:: MATERIAL TO PROCESS

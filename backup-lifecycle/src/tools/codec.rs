//! Compression stream wrappers for the supported archive formats.

use crate::archive::CompressionFormat;
use std::fs::File;
use std::io::{self, BufReader, Read, Write};

/// Compressing writer over an archive file.
pub enum Encoder {
    Gzip(flate2::write::GzEncoder<File>),
    Bzip2(bzip2::write::BzEncoder<File>),
    Xz(xz2::write::XzEncoder<File>),
    Zstd(zstd::stream::write::Encoder<'static, File>),
}

impl Encoder {
    pub fn new(format: CompressionFormat, file: File) -> io::Result<Self> {
        let encoder = match format {
            CompressionFormat::Gzip => {
                Encoder::Gzip(flate2::write::GzEncoder::new(file, flate2::Compression::default()))
            }
            CompressionFormat::Bzip2 => {
                Encoder::Bzip2(bzip2::write::BzEncoder::new(file, bzip2::Compression::default()))
            }
            CompressionFormat::Xz => Encoder::Xz(xz2::write::XzEncoder::new(file, 6)),
            CompressionFormat::Zstd => Encoder::Zstd(zstd::stream::write::Encoder::new(file, 3)?),
        };
        Ok(encoder)
    }

    /// Flush the compressor trailer and hand back the file.
    pub fn finish(self) -> io::Result<File> {
        match self {
            Encoder::Gzip(e) => e.finish(),
            Encoder::Bzip2(e) => e.finish(),
            Encoder::Xz(e) => e.finish(),
            Encoder::Zstd(e) => e.finish(),
        }
    }
}

impl Write for Encoder {
    fn write(&mut self, buf: &[u8]) -> io::Result<usize> {
        match self {
            Encoder::Gzip(e) => e.write(buf),
            Encoder::Bzip2(e) => e.write(buf),
            Encoder::Xz(e) => e.write(buf),
            Encoder::Zstd(e) => e.write(buf),
        }
    }

    fn flush(&mut self) -> io::Result<()> {
        match self {
            Encoder::Gzip(e) => e.flush(),
            Encoder::Bzip2(e) => e.flush(),
            Encoder::Xz(e) => e.flush(),
            Encoder::Zstd(e) => e.flush(),
        }
    }
}

/// Decompressing reader over an archive file.
pub fn decoder(format: CompressionFormat, file: File) -> io::Result<Box<dyn Read>> {
    let reader = BufReader::new(file);
    let decoder: Box<dyn Read> = match format {
        CompressionFormat::Gzip => Box::new(flate2::read::GzDecoder::new(reader)),
        CompressionFormat::Bzip2 => Box::new(bzip2::read::BzDecoder::new(reader)),
        CompressionFormat::Xz => Box::new(xz2::read::XzDecoder::new(reader)),
        CompressionFormat::Zstd => Box::new(zstd::stream::read::Decoder::with_buffer(reader)?),
    };
    Ok(decoder)
}

#[cfg(test)]
mod tests {
    use super::*;
    use tempfile::TempDir;

    #[test]
    fn test_encoded_output_carries_detectable_magic() -> io::Result<()> {
        let dir = TempDir::new()?;

        for format in CompressionFormat::ALL {
            let path = dir.path().join(format.extension());
            let mut encoder = Encoder::new(format, File::create(&path)?)?;
            encoder.write_all(b"payload")?;
            encoder.finish()?.sync_all()?;

            assert_eq!(CompressionFormat::detect(&path)?, Some(format), "format {}", format);
        }
        Ok(())
    }

    #[test]
    fn test_truncated_stream_fails_to_decode() -> io::Result<()> {
        let dir = TempDir::new()?;
        let path = dir.path().join("x.gz");
        let mut encoder = Encoder::new(CompressionFormat::Gzip, File::create(&path)?)?;
        encoder.write_all(&b"abcdefgh".repeat(1000))?;
        encoder.finish()?;

        let bytes = std::fs::read(&path)?;
        std::fs::write(&path, &bytes[..bytes.len() / 2])?;

        let mut sink = Vec::new();
        let result = decoder(CompressionFormat::Gzip, File::open(&path)?)?.read_to_end(&mut sink);
        assert!(result.is_err());
        Ok(())
    }
}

::::

Type the data again exactly. Leave nothing out.

= RESULT OF THE EXERCISE =
filename backup-lifecycle/src/tools/codec.rs
//! Compression stream wrappers for the supported archive formats.

use crate::archive::CompressionFormat;
use std::fs::File;
use std::io::{self, BufReader, Read, Write};

/// Compressing writer over an archive file.
pub enum Encoder {
    Gzip(flate2::write::GzEncoder<File>),
    Bzip2(bzip2::write::BzEncoder<File>),
    Xz(xz2::write::XzEncoder<File>),
    Zstd(zstd::stream::write::Encoder<'static, File>),
}

impl Encoder {
    pub fn new(format: CompressionFormat, file: File) -> io::Result<Self> {
        let encoder = match format {
            CompressionFormat::Gzip => {
                Encoder::Gzip(flate2::write::GzEncoder::new(file, flate2::Compression::default()))
            }
            CompressionFormat::Bzip2 => {
                Encoder::Bzip2(bzip2::write::BzEncoder::new(file, bzip2::Compression::default()))
            }
            CompressionFormat::Xz => Encoder::Xz(xz2::write::XzEncoder::new(file, 6)),
            CompressionFormat::Zstd => Encoder::Zstd(zstd::stream::write::Encoder::new(file, 3)?),
        };
        Ok(encoder)
    }

    /// Flush the compressor trailer and hand back the file.
    pub fn finish(self) -> io::Result<File> {
        match self {
            Encoder::Gzip(e) => e.finish(),
            Encoder::Bzip2(e) => e.finish(),
            Encoder::Xz(e) => e.finish(),
            Encoder::Zstd(e) => e.finish(),
        }
    }
}

impl Write for Encoder {
    fn write(&mut self, buf: &[u8]) -> io::Result<usize> {
        match self {
            Encoder::Gzip(e) => e.write(buf),
            Encoder::Bzip2(e) => e.write(buf),
            Encoder::Xz(e) => e.write(buf),
            Encoder::Zstd(e) => e.write(buf),
        }
    }

    fn flush(&mut self) -> io::Result<()> {
        match self {
            Encoder::Gzip(e) => e.flush(),
            Encoder::Bzip2(e) => e.flush(),
            Encoder::Xz(e) => e.flush(),
            Encoder::Zstd(e) => e.flush(),
        }
    }
}

/// Decompressing reader over an archive file.
pub fn decoder(format: CompressionFormat, file: File) -> io::Result<Box<dyn Read>> {
    let reader = BufReader::new(file);
    let decoder: Box<dyn Read> = match format {
        CompressionFormat::Gzip => Box::new(flate2::read::GzDecoder::new(reader)),
        CompressionFormat::Bzip2 => Box::new(bzip2::read::BzDecoder::new(reader)),
        CompressionFormat::Xz => Box::new(xz2::read::XzDecoder::new(reader)),
        CompressionFormat::Zstd => Box::new(zstd::stream::read::Decoder::with_buffer(reader)?),
    };
    Ok(decoder)
}

#[cfg(test)]
mod tests {
    use super::*;
    use tempfile::TempDir;

    #[test]
    fn test_encoded_output_carries_detectable_magic() -> io::Result<()> {
        let dir = TempDir::new()?;

        for format in CompressionFormat::ALL {
            let path = dir.path().join(format.extension());
            let mut encoder = Encoder::new(format, File::create(&path)?)?;
            encoder.write_all(b"payload")?;
            encoder.finish()?.sync_all()?;

            assert_eq!(CompressionFormat::detect(&path)?, Some(format), "format {}", format);
        }
        Ok(())
    }

    #[test]
    fn test_truncated_stream_fails_to_decode() -> io::Result<()> {
        let dir = TempDir::new()?;
        let path = dir.path().join("x.gz");
        let mut encoder = Encoder::new(CompressionFormat::Gzip, File::create(&path)?)?;
        encoder.write_all(&b"abcdefgh".repeat(1000))?;
        encoder.finish()?;

        let bytes = std::fs::read(&path)?;
        std::fs::write(&path, &bytes[..bytes.len() / 2])?;

        let mut sink = Vec::new();
        let result = decoder(CompressionFormat::Gzip, File::open(&path)?)?.read_to_end(&mut sink);
        assert!(result.is_err());
        Ok(())
    }
}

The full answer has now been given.